*WHAT YOU ARE ASKED TO DO:* Isolate every line in the data with the string "ExtractError" and copy it.

*SUPPLIED MATERIAL:*
Start of Block

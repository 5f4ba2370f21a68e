//! Extractor configuration
//!
//! Loaded from a TOML file; every field has a default so an empty file (or
//! no file at all) is a valid configuration.
//!
//! ```toml
//! base_url = "https://ci.example.com/"
//! agent_name = "Bamboo"
//! agent_version = "9.2.1 build 90211"
//! include_env_vars = true
//!
//! [global_patterns]
//! include = ["*"]
//! exclude = ["*password*", "*secret*"]
//!
//! [global_variables]
//! region = "eu-west-1"
//!
//! [build_names]
//! "PROJ-PLAN" = "Project - Plan"
//! ```

use serde::{Deserialize, Serialize};
use std::collections::BTreeMap;
use std::path::Path;
use tracing::debug;

use crate::domain::BuildAgent;
use crate::patterns::IncludeExcludePatterns;
use crate::Result;

#[derive(Debug, Clone, Serialize, Deserialize, PartialEq)]
#[serde(default)]
pub struct ExtractorConfig {
    /// CI server base URL used for build links.
    pub base_url: String,

    /// Build agent reported in build info.
    pub agent_name: String,
    pub agent_version: String,

    /// Overlay the build environment on the global variables.
    pub include_env_vars: bool,

    /// Filter applied to global variable names; the environment is never filtered.
    pub global_patterns: IncludeExcludePatterns,

    /// Server-wide variables served by [`crate::StaticHost`].
    pub global_variables: BTreeMap<String, String>,

    /// Build key to display name, served by [`crate::StaticHost`].
    pub build_names: BTreeMap<String, String>,
}

impl Default for ExtractorConfig {
    fn default() -> Self {
        ExtractorConfig {
            base_url: "http://localhost:8085/".to_string(),
            agent_name: "Bamboo".to_string(),
            agent_version: crate::VERSION.to_string(),
            include_env_vars: true,
            global_patterns: IncludeExcludePatterns::default(),
            global_variables: BTreeMap::new(),
            build_names: BTreeMap::new(),
        }
    }
}

impl ExtractorConfig {
    pub fn from_toml_str(s: &str) -> Result<Self> {
        Ok(toml::from_str(s)?)
    }

    /// Read and parse a TOML configuration file.
    pub fn load(path: &Path) -> Result<Self> {
        debug!("Loading extractor config from {}", path.display());
        let content = std::fs::read_to_string(path)?;
        Self::from_toml_str(&content)
    }

    pub fn build_agent(&self) -> BuildAgent {
        BuildAgent::new(self.agent_name.clone(), self.agent_version.clone())
    }
}
//! Property keys understood by the artifact repository.
//!
//! These strings are matched verbatim downstream (property search, build
//! promotion), so they must never change.

pub const BUILD_NAME: &str = "build.name";
pub const BUILD_NUMBER: &str = "build.number";
pub const BUILD_PARENT_NAME: &str = "build.parentName";
pub const BUILD_PARENT_NUMBER: &str = "build.parentNumber";
pub const VCS_REVISION: &str = "vcs.revision";
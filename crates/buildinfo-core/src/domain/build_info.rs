//! Build-info record in the artifact repository's JSON shape.

use serde::{Deserialize, Serialize};
use std::collections::BTreeMap;

use super::deploy::DeployDetails;

/// Schema version written into every record.
pub const BUILD_INFO_VERSION: &str = "1.0.1";

/// `strftime` format of [`BuildInfo::started`], e.g. `2024-03-01T12:00:00.000+0000`.
pub const STARTED_FORMAT: &str = "%Y-%m-%dT%H:%M:%S%.3f%z";

/// Properties to attach to a single deployed artifact.
pub type DeployProperties = BTreeMap<String, String>;

#[derive(Debug, Clone, Copy, Serialize, Deserialize, PartialEq, Eq)]
#[serde(rename_all = "SCREAMING_SNAKE_CASE")]
pub enum BuildType {
    Generic,
}

/// The tool that produced the build.
#[derive(Debug, Clone, Serialize, Deserialize, PartialEq, Eq)]
pub struct BuildAgent {
    pub name: String,
    pub version: String,
}

impl BuildAgent {
    pub fn new(name: impl Into<String>, version: impl Into<String>) -> Self {
        Self {
            name: name.into(),
            version: version.into(),
        }
    }
}

#[derive(Debug, Clone, Serialize, Deserialize, PartialEq, Eq)]
pub struct Artifact {
    #[serde(rename = "type")]
    pub artifact_type: String,
    pub sha1: String,
    pub md5: String,
    pub name: String,
}

impl From<&DeployDetails> for Artifact {
    fn from(details: &DeployDetails) -> Self {
        Artifact {
            artifact_type: details.extension(),
            sha1: details.sha1.clone(),
            md5: details.md5.clone(),
            name: details.file_name().to_string(),
        }
    }
}

#[derive(Debug, Clone, Serialize, Deserialize, PartialEq, Eq)]
pub struct Module {
    pub id: String,
    pub artifacts: Vec<Artifact>,
}

/// Provenance record for one build, uploaded after its artifacts.
#[derive(Debug, Clone, Serialize, Deserialize, PartialEq)]
#[serde(rename_all = "camelCase")]
pub struct BuildInfo {
    pub version: String,
    pub name: String,
    pub number: String,
    #[serde(rename = "type")]
    pub build_type: BuildType,
    pub build_agent: BuildAgent,
    pub started: String,
    pub duration_millis: u64,

    /// User who caused the build, or `auto`.
    pub principal: String,

    /// Repository user the artifacts were deployed as.
    pub artifactory_principal: String,

    pub url: String,
    #[serde(default, skip_serializing_if = "Option::is_none")]
    pub vcs_revision: Option<String>,
    pub modules: Vec<Module>,
    #[serde(default)]
    pub properties: BTreeMap<String, String>,
}

impl BuildInfo {
    /// All artifacts across modules, in module order.
    pub fn artifacts(&self) -> impl Iterator<Item = &Artifact> {
        self.modules.iter().flat_map(|m| m.artifacts.iter())
    }

    pub fn to_json_pretty(&self) -> crate::Result<String> {
        Ok(serde_json::to_string_pretty(self)?)
    }
}
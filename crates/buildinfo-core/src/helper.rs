//! Build-info extraction.
//!
//! [`BuildInfoHelper`] is created once per build with the environment that
//! was visible to the build and its VCS revision. It then answers two
//! questions after the artifacts have been deployed:
//! - which properties should be attached to each deployed file
//!   ([`BuildInfoHelper::add_common_properties`])
//! - what the build-info record looks like ([`BuildInfoHelper::extract_build_info`])

use chrono::{DateTime, Utc};
use std::collections::BTreeMap;

use crate::config::ExtractorConfig;
use crate::domain::{
    Artifact, BuildContext, BuildInfo, BuildType, DeployDetails, DeployProperties, Module,
    TriggerReason, BUILD_INFO_VERSION, BUILD_TIMESTAMP_KEY, STARTED_FORMAT,
};
use crate::error::{ExtractError, Result};
use crate::escape::{escape_property_values, form_url_encode, join_url};
use crate::fields;
use crate::host::{BaseUrlResolver, BuildNameLookup, GlobalVariableSource, StaticHost};
use crate::obs;

/// Principal recorded when no user can be found in the trigger chain.
pub const AUTO_PRINCIPAL: &str = "auto";

/// Maximum number of builds inspected when walking trigger ancestry.
pub const MAX_ANCESTRY_DEPTH: usize = 64;

fn non_blank(value: &str) -> bool {
    !value.trim().is_empty()
}

/// Assembles deploy properties and build-info records for one build.
pub struct BuildInfoHelper<H> {
    env: BTreeMap<String, String>,
    vcs_revision: Option<String>,
    host: H,
    config: ExtractorConfig,
}

impl BuildInfoHelper<StaticHost> {
    /// Helper whose host data comes entirely from `config`.
    pub fn from_config(
        env: BTreeMap<String, String>,
        vcs_revision: Option<String>,
        config: ExtractorConfig,
    ) -> Self {
        let host = StaticHost::from_config(&config);
        Self::new(env, vcs_revision, host, config)
    }
}

impl<H> BuildInfoHelper<H>
where
    H: BaseUrlResolver + GlobalVariableSource + BuildNameLookup,
{
    /// A blank `vcs_revision` is treated as absent.
    pub fn new(
        env: BTreeMap<String, String>,
        vcs_revision: Option<String>,
        host: H,
        config: ExtractorConfig,
    ) -> Self {
        Self {
            env,
            vcs_revision: vcs_revision.filter(|r| non_blank(r)),
            host,
            config,
        }
    }

    pub fn vcs_revision(&self) -> Option<&str> {
        self.vcs_revision.as_deref()
    }

    pub fn config(&self) -> &ExtractorConfig {
        &self.config
    }

    /// Properties linking a deployed file to `context`.
    ///
    /// Always contains the build name and number; the VCS revision and the
    /// parent build are added when known.
    pub fn add_common_properties(&self, context: &BuildContext) -> DeployProperties {
        let mut props = DeployProperties::new();
        props.insert(fields::BUILD_NAME.to_string(), context.plan_name.clone());
        props.insert(
            fields::BUILD_NUMBER.to_string(),
            context.build_number.to_string(),
        );
        if let Some(revision) = &self.vcs_revision {
            props.insert(fields::VCS_REVISION.to_string(), revision.clone());
        }

        let parent = self.build_parent_properties(&context.trigger_reason);
        let has_parent = !parent.is_empty();
        props.extend(parent);

        obs::emit_properties_stamped(&context.build_result_key, props.len(), has_parent);
        props
    }

    /// Assemble the build-info record for `context`, timed against the current instant.
    pub fn extract_build_info(
        &self,
        context: &BuildContext,
        details: &[DeployDetails],
        username: &str,
    ) -> Result<BuildInfo> {
        self.extract_build_info_at(context, details, username, Utc::now())
    }

    /// Same as [`extract_build_info`](Self::extract_build_info) with an explicit `now`.
    ///
    /// `started` is `now` and the duration runs from the build's recorded
    /// start timestamp to `now`, not to a canonical build end.
    pub fn extract_build_info_at(
        &self,
        context: &BuildContext,
        details: &[DeployDetails],
        username: &str,
        now: DateTime<Utc>,
    ) -> Result<BuildInfo> {
        let _span = obs::BuildSpan::enter(&context.build_result_key);

        let url = self.build_url(context);
        let duration_millis = build_duration_millis(context, now)?;

        let module = Module {
            id: context.module_id(),
            artifacts: convert_deploy_details(details),
        };

        let principal = resolve_triggering_user(context)
            .unwrap_or_else(|| AUTO_PRINCIPAL.to_string());

        let properties = self.build_properties();

        obs::emit_extracted(
            &context.build_result_key,
            module.artifacts.len(),
            properties.len(),
            duration_millis,
            &principal,
        );

        Ok(BuildInfo {
            version: BUILD_INFO_VERSION.to_string(),
            name: context.plan_name.clone(),
            number: context.build_number.to_string(),
            build_type: BuildType::Generic,
            build_agent: self.config.build_agent(),
            started: now.format(STARTED_FORMAT).to_string(),
            duration_millis,
            principal,
            artifactory_principal: username.to_string(),
            url,
            vcs_revision: self.vcs_revision.clone(),
            modules: vec![module],
            properties,
        })
    }

    /// `<base>/browse/<escaped result key>` with a single slash after the base.
    fn build_url(&self, context: &BuildContext) -> String {
        let path = format!("browse/{}", form_url_encode(&context.build_result_key));
        join_url(&self.host.base_url(), &path)
    }

    /// Global variables overlaid by the environment, then escaped.
    ///
    /// Only the globals pass through `global_patterns`; environment entries
    /// always win and are never dropped.
    fn build_properties(&self) -> BTreeMap<String, String> {
        let mut props = self
            .config
            .global_patterns
            .filter(self.host.global_variables());
        if self.config.include_env_vars {
            props.extend(self.env.clone());
        }
        escape_property_values(props)
    }

    fn build_parent_properties(&self, trigger: &TriggerReason) -> DeployProperties {
        let mut props = DeployProperties::new();

        let TriggerReason::Dependency {
            triggering_build_result_key,
        } = trigger
        else {
            return props;
        };
        let Some((build_key, build_number)) = split_result_key(triggering_build_result_key) else {
            return props;
        };

        let parent_name = self.host.build_name(build_key).unwrap_or_default();
        if !non_blank(&parent_name) {
            obs::emit_parent_name_missing(build_key);
        }
        props.insert(fields::BUILD_PARENT_NAME.to_string(), parent_name);
        props.insert(
            fields::BUILD_PARENT_NUMBER.to_string(),
            build_number.to_string(),
        );
        props
    }
}

/// Username of the person who started `context` or, for builds re-queued
/// without a user, of the nearest manually started ancestor.
///
/// Only manual triggers contribute a name; any other trigger kind ends the
/// walk with `None`.
pub fn resolve_triggering_user(context: &BuildContext) -> Option<String> {
    for (depth, build) in context.ancestry().enumerate() {
        if depth >= MAX_ANCESTRY_DEPTH {
            obs::emit_ancestry_truncated(&context.build_result_key, depth);
            return None;
        }
        match &build.trigger_reason {
            TriggerReason::Manual { username } if non_blank(username) => {
                return Some(username.clone())
            }
            TriggerReason::Manual { .. } => continue,
            _ => return None,
        }
    }
    None
}

fn convert_deploy_details(details: &[DeployDetails]) -> Vec<Artifact> {
    details.iter().map(Artifact::from).collect()
}

/// Milliseconds from the recorded build start to `now`, clamped at zero.
fn build_duration_millis(context: &BuildContext, now: DateTime<Utc>) -> Result<u64> {
    let raw = context
        .custom_build_data
        .get(BUILD_TIMESTAMP_KEY)
        .ok_or_else(|| ExtractError::MissingBuildTimestamp {
            build_result_key: context.build_result_key.clone(),
            key: BUILD_TIMESTAMP_KEY.to_string(),
        })?;
    let started = DateTime::parse_from_rfc3339(raw.trim()).map_err(|source| {
        ExtractError::InvalidBuildTimestamp {
            value: raw.clone(),
            source,
        }
    })?;
    let elapsed = now.signed_duration_since(started.with_timezone(&Utc));
    Ok(u64::try_from(elapsed.num_milliseconds()).unwrap_or(0))
}

/// Split a three-segment result key (`PROJ-PLAN-42`) into build key and number.
///
/// Empty segments between consecutive dashes are not counted.
fn split_result_key(result_key: &str) -> Option<(&str, &str)> {
    if !non_blank(result_key) {
        return None;
    }
    if result_key.split('-').filter(|s| !s.is_empty()).count() != 3 {
        return None;
    }
    let idx = result_key.rfind('-')?;
    Some((&result_key[..idx], &result_key[idx + 1..]))
}
//! String escaping for URLs and property values.

use std::collections::BTreeMap;

/// Encode `value` as an `application/x-www-form-urlencoded` component.
///
/// ASCII alphanumerics and `.-*_` pass through, space becomes `+`, every
/// other byte of the UTF-8 encoding becomes `%XX`.
pub fn form_url_encode(value: &str) -> String {
    form_urlencoded::byte_serialize(value.as_bytes()).collect()
}

/// Join a base URL and a relative path with exactly one `/` between them.
pub fn join_url(base: &str, path: &str) -> String {
    let base = base.trim_end_matches('/');
    let path = path.trim_start_matches('/');
    format!("{}/{}", base, path)
}

/// Escape `value` the way a Java string literal would be written.
///
/// C0 control characters and everything outside ASCII become `\uXXXX`, one
/// escape per UTF-16 code unit.
pub fn escape_java(value: &str) -> String {
    let mut out = String::with_capacity(value.len());
    for ch in value.chars() {
        match ch {
            '\\' => out.push_str("\\\\"),
            '"' => out.push_str("\\\""),
            '\t' => out.push_str("\\t"),
            '\n' => out.push_str("\\n"),
            '\r' => out.push_str("\\r"),
            '\u{08}' => out.push_str("\\b"),
            '\u{0C}' => out.push_str("\\f"),
            c if u32::from(c) < 0x20 || !c.is_ascii() => {
                let mut units = [0u16; 2];
                for unit in c.encode_utf16(&mut units) {
                    out.push_str(&format!("\\u{:04X}", unit));
                }
            }
            c => out.push(c),
        }
    }
    out
}

/// Escape every value of a property map; keys are kept as-is.
pub fn escape_property_values(props: BTreeMap<String, String>) -> BTreeMap<String, String> {
    props
        .into_iter()
        .map(|(k, v)| {
            let escaped = escape_java(&v);
            (k, escaped)
        })
        .collect()
}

End of Block

*FINISHED EXERCISE:*
use crate::error::{ExtractError, Result};
        .ok_or_else(|| ExtractError::MissingBuildTimestamp {
        ExtractError::InvalidBuildTimestamp {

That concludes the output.